You took our Uncle Harry’s, but you’d better not touch our beloved La Boulangerie.
That was the sentiment on the lips of Fig Garden Village shoppers last week when Uncle Harry’s abruptly closed, saying the center’s New York owners were not interested in renewing its lease.
With so many changes at the center since a New York firm bought it a few years ago, Fresnans are anxious about what will happen next.
So when a couple of signs appeared in window of La Boulangerie’s French Bakery & Cafe, rumors started flying. Some thought that the bakery and lunch spot was closing and a couple of people were so worried about it they were crying.
Here’s what’s really happening: There are no plans to close La Boulangerie.
It is, however, about to be sold to new owners. The sign in the window refers to the liquor license being transferred to the new owners. Another sign seeks several new employees as the bakery beefs up a second shift to do more weddings cakes and other orders.
Manager Lisa Newton, who has worked at the bakery for 30 years, said the soon-to-be new owners want to keep it the same.
“The main thing is that nothing’s changing,” she said. “None of the employees have left. We’re not changing the menu.”
The new owners are four partners, some from Kerman and some from Fresno. Two have bakery experience.
They are planning to buy the business, but the deal hasn’t been finalized yet. They’ve been negotiating a 10-year lease with the center’s owners, Rouse Properties, said TJ Rakkar, one of the partners. As long as the property owners charge a reasonable rent and can both agree, the lease will likely be finalized, he said.
Once the lease is finalized, that clears the way for the business to be sold.
Patrick Bourrel, the founder of La Bou, as it’s sometimes called, will stay on as a consultant, Rakkar said.
“All the employees, all the managers, all the bakers – everyone is staying so we’re really fortunate to have that. Our goal is to just follow in Patrick’s footsteps (using) organic fresh fruits, the same vendors.”
At midafternoon Monday, several customers were relaxing under yellow umbrellas in front of the bakery. Marc and Diana Boswell have been coming to the bakery for 20 years, usually to buy bread.
They talked about the restaurants that have closed, like the Ripe Tomato (a Pieology Pizzeria opened in its place) and Uncle Harry’s (its end of the center may have lots of changes happening to make way for several stores, including Paper Source).
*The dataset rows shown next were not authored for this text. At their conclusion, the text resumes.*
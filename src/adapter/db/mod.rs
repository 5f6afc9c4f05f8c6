pub mod gateway;
pub mod session;
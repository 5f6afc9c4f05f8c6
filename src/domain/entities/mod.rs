pub mod avatar;
pub mod entry;
pub mod id;
pub mod profile;
pub mod user;
pub mod db;
pub mod gateway;
pub mod identity;
pub mod token;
Anthropologie is preparing to move to Fig Garden from Fashion Fair with Heart & Solemoving to a different spot in the center to make way for it. Deli Delicious will also move to a space in that corner near Wayside Noodles soon.
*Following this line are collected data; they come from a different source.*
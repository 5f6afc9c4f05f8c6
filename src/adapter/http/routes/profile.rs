use axum::Json;
use axum::extract::Path;
use axum::http::StatusCode;
use axum::response::IntoResponse;

use crate::adapter::http::app_error_impl::ErrorResponse;
use crate::adapter::http::middleware::extractor::AuthUser;
use crate::adapter::http::schema::pagination::OffsetQuery;
use crate::adapter::http::schema::profile::{
    ModifyProfileRequest, ProfileListResponse, ProfileResponse, UpsertProfileRequest,
};
use crate::adapter::http::validation::{ValidJson, ValidQuery};
use crate::application::app_error::AppResult;
use crate::application::dto::profile::{
    DeleteProfileDTO, GetProfileDTO, GetProfileListDTO, ModifyProfileDTO, UpsertProfileDTO,
};
use crate::application::interactors::profile::{
    DeleteProfileInteractor, GetProfileInteractor, GetProfileListInteractor, ModifyProfileInteractor,
    UpsertProfileInteractor,
};
use crate::infra::constants::{DEFAULT_LIMIT, DEFAULT_OFFSET};

#[utoipa::path(
    get,
    path = "/profile/",
    tag = "Profile",
    params(OffsetQuery),
    responses(
        (
            status = 200,
            description = "Profiles of the caller, oldest first",
            body = ProfileListResponse,
            example = json!(
                {
                    "items": [],
                    "total": 0,
                    "offset": 0,
                    "limit": 10
                }
            )
        ),
        (
            status = 400,
            description = "Malformed query string",
            body = ErrorResponse,
            example = json!(
                {
                    "error": "Failed to deserialize query string: limit: invalid digit found in string"
                }
            )
        ),
        (
            status = 401,
            description = "Missing or invalid access token",
            body = ErrorResponse,
            example = json!(
                {
                    "error": "Invalid token"
                }
            )
        )
    ),
    security(("bearerAuth" = []))
)]
pub async fn get_profiles(
    auth_user: AuthUser,
    interactor: GetProfileListInteractor,
    ValidQuery(query): ValidQuery<OffsetQuery>,
) -> AppResult<impl IntoResponse> {
    let dto = GetProfileListDTO {
        user_id: auth_user.user_id,
        offset: query.offset.unwrap_or(DEFAULT_OFFSET),
        limit: query.limit.unwrap_or(DEFAULT_LIMIT),
    };
    let result = interactor.execute(dto).await?;
    Ok((StatusCode::OK, Json(ProfileListResponse::from(result))))
}

#[utoipa::path(
    post,
    path = "/profile/",
    tag = "Profile",
    request_body(
        content = UpsertProfileRequest,
        example = json!(
            {
                "name": "backend-cv",
                "summary": "Backend engineer",
                "avatar": { "url": "https://cdn.example.com/avatars/jane.png" },
                "contacts": [{ "key": "phone", "value": "+62 811 0000 000" }],
                "experience": [
                    {
                        "company": "Acme",
                        "position": "Engineer",
                        "start_date": "2020-01-01"
                    }
                ],
                "skills": [{ "name": "Rust", "level": "advanced" }]
            }
        )
    ),
    responses(
        (
            status = 200,
            description = "Profile created, or replaced when the caller already has one with this name",
            body = ProfileResponse
        ),
        (
            status = 400,
            description = "Validation error or malformed entry id",
            body = ErrorResponse,
            example = json!(
                {
                    "error": "name: Profile name must be 1-100 characters"
                }
            )
        ),
        (
            status = 401,
            description = "Missing or invalid access token",
            body = ErrorResponse
        )
    ),
    security(("bearerAuth" = []))
)]
pub async fn upsert_profile(
    auth_user: AuthUser,
    interactor: UpsertProfileInteractor,
    ValidJson(payload): ValidJson<UpsertProfileRequest>,
) -> AppResult<impl IntoResponse> {
    let dto = UpsertProfileDTO {
        user_id: auth_user.user_id,
        name: payload.name,
        summary: payload.summary,
        details: payload.details,
        entries: payload.entries.into(),
        avatar: payload.avatar.map(Into::into),
    };
    let result = interactor.execute(dto).await?;
    Ok((StatusCode::OK, Json(ProfileResponse::from(result))))
}

#[utoipa::path(
    get,
    path = "/profile/{name}",
    tag = "Profile",
    params(("name" = String, Path, description = "Profile name, unique per user")),
    responses(
        (
            status = 200,
            description = "Profile with all of its entries",
            body = ProfileResponse
        ),
        (
            status = 401,
            description = "Missing or invalid access token",
            body = ErrorResponse
        ),
        (
            status = 404,
            description = "The caller has no profile with this name",
            body = ErrorResponse,
            example = json!(
                {
                    "error": "Profile not found"
                }
            )
        )
    ),
    security(("bearerAuth" = []))
)]
pub async fn get_profile(
    auth_user: AuthUser,
    interactor: GetProfileInteractor,
    Path(name): Path<String>,
) -> AppResult<impl IntoResponse> {
    let dto = GetProfileDTO {
        user_id: auth_user.user_id,
        name,
    };
    let result = interactor.execute(dto).await?;
    Ok((StatusCode::OK, Json(ProfileResponse::from(result))))
}

#[utoipa::path(
    patch,
    path = "/profile/{id}",
    tag = "Profile",
    params(("id" = String, Path, description = "Profile id")),
    request_body(
        content = ModifyProfileRequest,
        example = json!(
            {
                "summary": "Staff engineer",
                "languages": [{ "language": "English", "level": "C1" }]
            }
        )
    ),
    responses(
        (
            status = 200,
            description = "Non-empty scalars overwritten and entries appended",
            body = ProfileResponse
        ),
        (
            status = 400,
            description = "Validation error or malformed id",
            body = ErrorResponse
        ),
        (
            status = 401,
            description = "Missing or invalid access token",
            body = ErrorResponse
        ),
        (
            status = 403,
            description = "Profile belongs to another user",
            body = ErrorResponse,
            example = json!(
                {
                    "error": "Forbidden"
                }
            )
        ),
        (
            status = 404,
            description = "Profile not found",
            body = ErrorResponse
        ),
        (
            status = 409,
            description = "Rename collides with another profile of the caller",
            body = ErrorResponse,
            example = json!(
                {
                    "error": "Profile already exists"
                }
            )
        )
    ),
    security(("bearerAuth" = []))
)]
pub async fn modify_profile(
    auth_user: AuthUser,
    interactor: ModifyProfileInteractor,
    Path(profile_id): Path<String>,
    ValidJson(payload): ValidJson<ModifyProfileRequest>,
) -> AppResult<impl IntoResponse> {
    let dto = ModifyProfileDTO {
        user_id: auth_user.user_id,
        profile_id,
        name: payload.name,
        summary: payload.summary,
        details: payload.details,
        entries: payload.entries.into(),
        avatar: payload.avatar.map(Into::into),
    };
    let result = interactor.execute(dto).await?;
    Ok((StatusCode::OK, Json(ProfileResponse::from(result))))
}

#[utoipa::path(
    delete,
    path = "/profile/{id}",
    tag = "Profile",
    params(("id" = String, Path, description = "Profile id")),
    responses(
        (
            status = 204,
            description = "Profile and its entries deleted"
        ),
        (
            status = 401,
            description = "Missing or invalid access token",
            body = ErrorResponse
        ),
        (
            status = 403,
            description = "Profile belongs to another user",
            body = ErrorResponse
        ),
        (
            status = 404,
            description = "Profile not found",
            body = ErrorResponse
        )
    ),
    security(("bearerAuth" = []))
)]
pub async fn delete_profile(
    auth_user: AuthUser,
    interactor: DeleteProfileInteractor,
    Path(profile_id): Path<String>,
) -> AppResult<impl IntoResponse> {
    let dto = DeleteProfileDTO {
        user_id: auth_user.user_id,
        profile_id,
    };
    interactor.execute(dto).await?;
    Ok(StatusCode::NO_CONTENT)
}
Without La Bou, “there wouldn’t be any reason to come here,” Marc Boswell said. “You can’t find this kind of atmosphere anywhere.”
The bakery has a loyal following with barely an empty seat at times. Crowds come for its lunchtime soup and sandwiches, but also to buy bread, a delicate pastry or order cakes like the popular nicoise cake, a white cake made with fresh fruit and Bavarian cream.
La Bou has had a liquor license for a while now, with customers sometimes pairing a glass of wine with a quiche and spending the afternoon on the patio, Newton said. The only change Rakkar mentioned was that they’d like to start offering mimosas on Saturdays.
The bakery is 37 years old and has been at Fig Garden since 1985. Founder Bourrel, who is nearly 70, said it was a bittersweet decision to sell the business. But after years of being on call for 24 hours a day, he needed to slow down.
“It’s not that I really wanted to do it,” he said. “I think that it’s time. I don’t have the energy I used to do.”
He wanted buyers who would treat the 78 workers fairly, he said. The employees will keep their pay, health insurance, retirement and vacation benefits, he said.
As for what Bourrel do with all his newfound free time: “I’m going to hit the mountains.”